Amélioration continue
Nous avons continué à affiner Brain pour offrir la meilleure expérience de mémoire aux utilisateurs. Un changement récent place l'index compact de Brain directement dans le contexte initial de l'agent plutôt que de lui demander de le découvrir et de le lire plus tard. Dans le cadre d'une expérience randomisée, ce pré-remplissage a accru l'utilisation de Brain et réduit l'insatisfaction liée à la mémoire de 6,9 %.

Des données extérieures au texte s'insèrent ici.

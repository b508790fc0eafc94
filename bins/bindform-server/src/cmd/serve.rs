use std::path::Path;
use std::sync::Arc;

use tokio_util::sync::CancellationToken;

use crate::config::ServerConfig;
use crate::error::ServerError;
use crate::routes::{self, AppState};

pub async fn run(config_path: &Path, port_override: Option<u16>) -> Result<(), ServerError> {
    let config = ServerConfig::from_file(config_path)?;
    let forms = config.resolve_forms()?;
    for (name, entry) in &forms {
        for spec in entry.schema.unsupported_fields() {
            tracing::warn!(
                form = %name,
                field = %spec.name,
                type_name = %spec.type_name,
                "field type is not bindable, requests will fail at this field"
            );
        }
        tracing::debug!(form = %name, source = ?entry.source, fields = entry.schema.fields.len(), "registered form");
    }
    tracing::info!(config = %config_path.display(), forms = forms.len(), "loaded config");

    let state = AppState {
        forms: Arc::new(forms),
    };

    let token = CancellationToken::new();

    let port = port_override.unwrap_or(config.listen_port);
    let listener = tokio::net::TcpListener::bind(format!("0.0.0.0:{port}"))
        .await
        .map_err(|source| ServerError::Listen { port, source })?;

    let api_token = token.clone();
    let api_handle = tokio::spawn(async move {
        axum::serve(listener, routes::router(state))
            .with_graceful_shutdown(api_token.cancelled_owned())
            .await
    });
    tracing::info!(port, "http server listening");

    tokio::signal::ctrl_c().await?;
    tracing::info!("shutdown signal received");
    token.cancel();

    match api_handle.await {
        Ok(Ok(())) => {}
        Ok(Err(e)) => return Err(ServerError::Serve(e)),
        Err(e) => tracing::error!(error = %e, "http server task failed"),
    }

    tracing::info!("bindform-server stopped");
    Ok(())
}
//! Bind URL query and form values into the fields of a record.
//!
//! A record exposes its fields as [`FieldDescriptor`]s (external key plus a
//! typed storage slot), usually through `#[derive(Form)]`. The binder looks
//! each key up in a [`Source`] and converts the raw string to the field's
//! kind. Parsing the HTTP request itself is left to the caller.

pub mod bind;
pub mod convert;
pub mod error;
pub mod field;
pub mod kind;
pub mod schema;
pub mod source;

pub use bindform_derive::Form;

pub use bind::{bind, bind_form, bind_post_form};
pub use convert::convert;
pub use error::{BindError, ConvertError};
pub use field::{FieldDescriptor, FieldSlot, Form, FormField};
pub use kind::{FieldKind, FloatWidth, IntWidth};
pub use schema::{DynamicForm, FieldSpec, FormSchema, FormValue};
pub use source::{BodyOnly, Combined, FormValues, RequestValues, Source};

Le banc d'évaluation hors ligne fait également office de composant d'un pipeline d'amélioration autonome. Les modifications proposées au sous-agent de mémoire, aux compétences de récupération et aux invites de Brain sont exécutées via les ablations appariées sur notre ensemble de données interne et nos benchmarks publics. Les agents Computer peuvent itérer sur les résultats de manière autonome, en préservant les modifications, deltas et coûts de chaque itération sous forme d'enregistrement durable et en ne conservant que les modifications qui font bouger les chiffres. Le résultat est un système où les évaluateurs de Brain sont également ses optimiseurs, stimulant les améliorations futures.
Conclusion
L'apprentissage continu est l'un des défis majeurs de la construction de systèmes d'agents qui fonctionnent sur des semaines et des mois. Nous pensons que les architectures de mémoire sont mieux exposées en tant d'environnements que les agents peuvent explorer directement en utilisant leurs ensembles d'outils ordinaires. Exposer la mémoire sous forme de système de fichiers, avec Brain comme wiki de connaissances structuré par-dessus, rend le contexte efficacement navigable grâce à des outils simples et familiers.
Brain est conçu pour s'auto-améliorer, de sorte que le système de mémoire peut continuer à s'améliorer à mesure que l'utilisation augmente. Les agents d'arrière-plan Dream distillent de nouvelles informations dans les mises à jour de Brain, garantissant que les agents de premier plan commencent toujours une nouvelle session avec une vue organisée du contexte le plus récent. Le banc d'évaluation fait également office de terrain d'essai pour les boucles d'autorecherche sur l'architecture de mémoire principale et les interfaces destinées aux agents.
Brain a déjà permis d'obtenir des sessions d'agent plus précises et plus performantes tout en réduisant le nombre de jetons consommés. Notre co-conception minutieuse de Brain avec la pile de production de Computer garantit que ces gains se traduisent directement par de réels avantages pour les utilisateurs.
Nous continuons à développer de nouvelles fonctionnalités pour améliorer la qualité de la mémoire de Computer. Entre-temps, pour les utilisateurs dont Brain est activé, la mémoire s'améliorera à chaque session.